* [ASSIGNED TASK] Please filter the data down to the lines that include the word "derive" and copy them.
---- RECORDS SUPPLIED
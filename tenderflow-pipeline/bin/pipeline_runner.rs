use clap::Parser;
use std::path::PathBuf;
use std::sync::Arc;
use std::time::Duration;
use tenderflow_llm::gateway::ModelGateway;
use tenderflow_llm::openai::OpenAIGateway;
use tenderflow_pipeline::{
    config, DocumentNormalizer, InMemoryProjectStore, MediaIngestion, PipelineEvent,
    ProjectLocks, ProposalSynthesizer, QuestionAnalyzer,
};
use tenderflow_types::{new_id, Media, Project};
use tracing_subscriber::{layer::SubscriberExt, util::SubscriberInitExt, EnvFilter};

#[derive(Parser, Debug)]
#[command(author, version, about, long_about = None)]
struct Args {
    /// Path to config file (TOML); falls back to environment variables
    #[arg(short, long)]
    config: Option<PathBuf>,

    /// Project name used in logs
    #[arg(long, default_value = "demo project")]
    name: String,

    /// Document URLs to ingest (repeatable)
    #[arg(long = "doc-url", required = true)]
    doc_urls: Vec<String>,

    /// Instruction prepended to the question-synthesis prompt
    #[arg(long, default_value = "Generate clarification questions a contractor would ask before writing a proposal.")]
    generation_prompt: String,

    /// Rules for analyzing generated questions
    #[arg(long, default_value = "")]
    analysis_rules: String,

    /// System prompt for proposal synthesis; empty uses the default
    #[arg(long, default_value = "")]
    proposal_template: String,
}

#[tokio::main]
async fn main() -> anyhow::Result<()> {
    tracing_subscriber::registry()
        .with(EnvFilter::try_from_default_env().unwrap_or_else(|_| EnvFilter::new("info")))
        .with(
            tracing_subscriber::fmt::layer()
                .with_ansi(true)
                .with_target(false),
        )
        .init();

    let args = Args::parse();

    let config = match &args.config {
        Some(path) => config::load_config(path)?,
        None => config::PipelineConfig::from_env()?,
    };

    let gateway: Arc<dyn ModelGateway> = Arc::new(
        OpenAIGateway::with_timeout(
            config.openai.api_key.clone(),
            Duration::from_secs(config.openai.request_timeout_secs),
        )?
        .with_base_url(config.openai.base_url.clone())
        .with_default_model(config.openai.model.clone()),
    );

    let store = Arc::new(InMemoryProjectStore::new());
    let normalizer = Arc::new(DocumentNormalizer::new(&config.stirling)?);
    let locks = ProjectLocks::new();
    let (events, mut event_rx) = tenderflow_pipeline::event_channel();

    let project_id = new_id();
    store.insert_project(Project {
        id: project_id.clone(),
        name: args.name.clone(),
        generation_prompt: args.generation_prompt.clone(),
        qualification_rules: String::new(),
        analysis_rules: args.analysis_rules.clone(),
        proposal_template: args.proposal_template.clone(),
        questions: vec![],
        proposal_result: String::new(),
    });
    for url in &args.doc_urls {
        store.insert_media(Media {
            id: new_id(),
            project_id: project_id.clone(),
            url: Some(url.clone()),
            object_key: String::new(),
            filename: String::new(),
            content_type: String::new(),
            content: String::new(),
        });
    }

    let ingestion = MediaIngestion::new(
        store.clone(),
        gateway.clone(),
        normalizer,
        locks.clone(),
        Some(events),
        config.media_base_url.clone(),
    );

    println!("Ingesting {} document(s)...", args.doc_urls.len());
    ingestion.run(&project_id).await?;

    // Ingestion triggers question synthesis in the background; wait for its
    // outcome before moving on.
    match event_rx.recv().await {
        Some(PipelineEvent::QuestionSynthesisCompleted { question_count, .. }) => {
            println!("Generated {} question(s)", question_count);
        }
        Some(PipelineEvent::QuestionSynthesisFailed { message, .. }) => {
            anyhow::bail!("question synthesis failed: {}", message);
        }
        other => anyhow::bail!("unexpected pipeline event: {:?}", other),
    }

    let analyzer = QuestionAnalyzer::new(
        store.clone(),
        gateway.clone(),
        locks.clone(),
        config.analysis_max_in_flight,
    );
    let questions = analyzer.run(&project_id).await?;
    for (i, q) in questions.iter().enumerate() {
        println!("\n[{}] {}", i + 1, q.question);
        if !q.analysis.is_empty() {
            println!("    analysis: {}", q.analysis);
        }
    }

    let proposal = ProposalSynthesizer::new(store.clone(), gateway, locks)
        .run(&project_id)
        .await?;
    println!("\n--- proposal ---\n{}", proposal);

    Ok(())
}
--------
---- RECORDS SUPPLIED
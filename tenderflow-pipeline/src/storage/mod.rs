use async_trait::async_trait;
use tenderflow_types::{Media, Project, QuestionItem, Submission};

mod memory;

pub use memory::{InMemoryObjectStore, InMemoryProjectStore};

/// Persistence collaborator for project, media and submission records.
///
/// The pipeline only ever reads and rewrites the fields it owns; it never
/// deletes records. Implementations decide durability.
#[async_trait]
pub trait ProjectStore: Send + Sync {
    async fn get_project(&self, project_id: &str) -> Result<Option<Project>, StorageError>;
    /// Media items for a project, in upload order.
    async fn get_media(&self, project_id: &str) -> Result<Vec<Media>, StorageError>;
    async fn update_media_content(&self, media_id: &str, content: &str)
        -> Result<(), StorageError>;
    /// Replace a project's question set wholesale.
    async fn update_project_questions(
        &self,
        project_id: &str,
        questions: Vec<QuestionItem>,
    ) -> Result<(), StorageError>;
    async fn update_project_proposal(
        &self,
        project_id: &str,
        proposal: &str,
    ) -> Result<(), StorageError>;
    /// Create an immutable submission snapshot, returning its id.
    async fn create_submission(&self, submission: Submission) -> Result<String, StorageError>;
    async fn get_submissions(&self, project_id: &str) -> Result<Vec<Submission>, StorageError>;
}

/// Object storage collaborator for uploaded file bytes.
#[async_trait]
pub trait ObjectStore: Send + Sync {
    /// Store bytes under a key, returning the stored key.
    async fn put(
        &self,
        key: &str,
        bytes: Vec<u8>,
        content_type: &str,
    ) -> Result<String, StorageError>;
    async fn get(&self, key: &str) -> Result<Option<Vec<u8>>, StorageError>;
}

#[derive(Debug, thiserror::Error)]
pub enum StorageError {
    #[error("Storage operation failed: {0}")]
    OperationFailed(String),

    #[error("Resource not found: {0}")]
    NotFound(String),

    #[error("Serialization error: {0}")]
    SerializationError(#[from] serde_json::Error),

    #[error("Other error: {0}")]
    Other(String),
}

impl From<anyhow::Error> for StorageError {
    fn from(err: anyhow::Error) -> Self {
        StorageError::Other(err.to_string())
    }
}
--------
* [OUTPUT FOR THIS TASK]
#[derive(Parser, Debug)]
#[derive(Debug, thiserror::Error)]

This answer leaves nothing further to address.